ISLAMABAD: Amid much focus on developing power projects on imported liquefied natural gas (LNG) for quick results, the government is delaying a notification on upfront tariff for small hydropower projects.
The tariff was announced by the National Electric Power Regulatory Authority (Nepra) on Oct 14, 2015, after more than three years of talks with the provincial authorities and local and international financial institutions at 12.78 cents per unit (around Rs13 per unit) for 30 years.
Informed sources told Dawn that the sponsors of a number of small hydropower projects, mostly in Khyber Pakhtunkhwa and Azad Kashmir, had been engaged with respective governments for development of small projects of up to 25MW generation capacity, being a provincial subject under various energy policies of the government.
The determinations were issued on the request of sponsors of Riali Hydropower Company and Kathai Hydropower but was then joined during public hearings by the governments of AJK and KP for projects, like Blue Star Energy, Ranolia, Machai, Jabori, Karora etc. Most of these projects ranged between 10MW and 25MW.
A Nepra official said the government was bound under section 31(4) of the Nepra Act 1997 to notify tariff determined by the regulator within 15 days or submit a request for reconsideration within 15 days. The Nepra was also bound after receipt of the review petition to decide the matter in another 15 days.
He said the five-member Nepra had unanimously approved the upfront tariff on Oct 13 and conveyed it to the ministry of water and power the very next day ie Oct 14, 2015, but the ministry sat on the notification which should have been issued within 15 days after a determination is made by the Nepra.
The government neither notified the upfront tariff nor filed any review petition within the stipulated time.
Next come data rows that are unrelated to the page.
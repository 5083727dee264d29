//! # Teinte
//!
//! Theme-scope compilation and preprocessor substitution for front-end
//! bundlers.
//!
//! This crate re-exports the Teinte sub-crates and hosts the `teinte`
//! command line front end.
//!
//! ## Crates
//!
//! - [`carton`] - Hashing, path and collection helpers
//! - [`pigment`] - Color math and theme CSS assembly
//! - [`atelier`] - The engine and the host plugin facade

/// Hashing, path and collection helpers.
pub use teinte_carton as carton;

/// Color math and theme CSS assembly.
pub use teinte_pigment as pigment;

/// Theme engine and host plugin facade.
pub use teinte_atelier as atelier;

pub mod config;
//! Compiled style collection.
//!
//! The substituted preprocessor reports each compiled module here. In preset
//! mode a module arrives as one output per scope and is assembled into shared
//! and per-scope CSS. In arbitrary mode the plain compiled CSS is kept as the
//! palette source.

use std::collections::BTreeMap;

use teinte_pigment::ScopedCss;

/// Per-module compiled output of a session, keyed by module id.
#[derive(Debug, Clone, Default)]
pub struct ThemeCollector {
    scoped: BTreeMap<String, ScopedCss>,
    sources: BTreeMap<String, String>,
}

impl ThemeCollector {
    pub fn new() -> Self {
        Self::default()
    }

    /// Record (or replace) the scoped output of a module.
    pub fn record_scoped(&mut self, module_id: impl Into<String>, scoped: ScopedCss) {
        self.scoped.insert(module_id.into(), scoped);
    }

    /// Record (or replace) the palette source of a module.
    pub fn record_source(&mut self, module_id: impl Into<String>, css: impl Into<String>) {
        self.sources.insert(module_id.into(), css.into());
    }

    /// Forget a module. Returns whether it was known.
    pub fn remove_module(&mut self, module_id: &str) -> bool {
        let scoped = self.scoped.remove(module_id).is_some();
        let source = self.sources.remove(module_id).is_some();
        scoped || source
    }

    pub fn clear(&mut self) {
        self.scoped.clear();
        self.sources.clear();
    }

    pub fn is_empty(&self) -> bool {
        self.scoped.is_empty() && self.sources.is_empty()
    }

    pub fn scoped_modules(&self) -> impl Iterator<Item = (&str, &ScopedCss)> {
        self.scoped.iter().map(|(id, css)| (id.as_str(), css))
    }

    /// Theme CSS of one scope across all modules, in module id order.
    pub fn theme_css(&self, scope: &str, with_scope_name: bool) -> String {
        let parts: Vec<String> = self
            .scoped
            .values()
            .filter_map(|css| css.theme_css(scope, with_scope_name))
            .filter(|css| !css.is_empty())
            .collect();
        parts.join("\n")
    }

    /// Concatenated palette sources in module id order.
    pub fn sources_css(&self) -> String {
        let parts: Vec<&str> = self
            .sources
            .values()
            .map(String::as_str)
            .filter(|css| !css.trim().is_empty())
            .collect();
        parts.join("\n")
    }

    pub fn source_count(&self) -> usize {
        self.sources.len()
    }
}

#[cfg(test)]
mod tests {
    use super::*;
    use teinte_pigment::ForcedColors;

    fn scoped(light: &str, dark: &str) -> ScopedCss {
        ScopedCss::assemble(
            &[
                ("light".to_string(), light.to_string()),
                ("dark".to_string(), dark.to_string()),
            ],
            &ForcedColors::default(),
        )
        .unwrap()
    }

    #[test]
    fn test_theme_css_across_modules() {
        let mut collector = ThemeCollector::new();
        collector.record_scoped("/src/b.less", scoped(".b{color:#fff}", ".b{color:#000}"));
        collector.record_scoped("/src/a.less", scoped(".a{color:#eee}", ".a{color:#111}"));

        assert_eq!(
            collector.theme_css("dark", true),
            ".dark .a{color:#111}\n.dark .b{color:#000}"
        );
        assert_eq!(collector.theme_css("dark", false), ".a{color:#111}\n.b{color:#000}");
        assert_eq!(collector.theme_css("unknown", true), "");
    }

    #[test]
    fn test_record_replaces_and_remove() {
        let mut collector = ThemeCollector::new();
        collector.record_source("/src/a.less", ".a{color:red}");
        collector.record_source("/src/a.less", ".a{color:blue}");
        collector.record_source("/src/b.less", "  ");
        assert_eq!(collector.sources_css(), ".a{color:blue}");
        assert!(collector.remove_module("/src/a.less"));
        assert!(!collector.remove_module("/src/a.less"));
        assert_eq!(collector.source_count(), 1);
    }
}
Nepra spokesperson Ayesha Tassduq declined to comment.
“We are considering to file a review petition because we feel the determination needs to be revised in the interest of the consumers,” said Water and Power Secretary Mohammad Younas Dagha, hinting the upfront tariff for such projects was on the higher side.
“Tariff should be in such a way which gives premium for higher efficiency and better machinery and site,” he said.
He said the government would also file a request to the regulator to condone the requirement for review after the 15-day deadline.
Another official said the Nepra had given 28 different tariffs for small hydropower projects in a single determination for various plant factors, low and high flow heads, machineries and project sites instead of designing the tariff regime in a manner that may compel investors to go for quality, efficiency and economy. This was despite the fact that all risks were being shifted to the government.
Unless notified by the ministry of water and power in the Gazette of Pakistan, the financial institutions despite having signed term sheets for extending loans to the developers were not ready to formally sign off loan agreements.
A project sponsor said that initially there was no clear policy for small hydropower projects and given the importance of domestic fuel with no escalation, the Nepra intervened and heard all the stakeholders and then developed rules for transmission lines and evacuation of the electricity.
It took about four years as earlier the National Transmission and Dispatch Company (NTDC) and the Central Power Purchase Agency were reluctant to negotiate small plants on less then 132KV transmission lines. The Nepra, instead of the water and power ministry, resolved this issue.
This was despite the fact that various power policies announced by the respective governments and approved by the Council of Common Interest (CCI) acknowledged that the provincial governments would be free to set up themselves or through the private sector projects of less than 50MW.
It was in this background that the upfront tariffs for solar and LNG-based projects were immediately approved and moved for gazette notification even though LNG or coal-based tariffs were based on foreign fuels.
The upfront tariff based on 50 per cent plant factor involved a maximum of Rs12.06Kwh which would gradually come down in case of higher plant factor.
The Nepra determined that maximum tariff for projects based on foreign loans would have 13.4 cents per unit tariff for first 10 years and then 6.7 cents per unit for next 20 years with a 30-year average of 10.88 cents per unit.
The upfront tariff for locally funded projects was set at Rs16 per unit for first 10 years and then Rs7 per unit for next 20 years with 30-year levelised tariff of 12.78 cents per unit.
The proven potential of small hydropower projects that could be developed in less than three years was estimated at 1800MW but was much higher involving longer development period.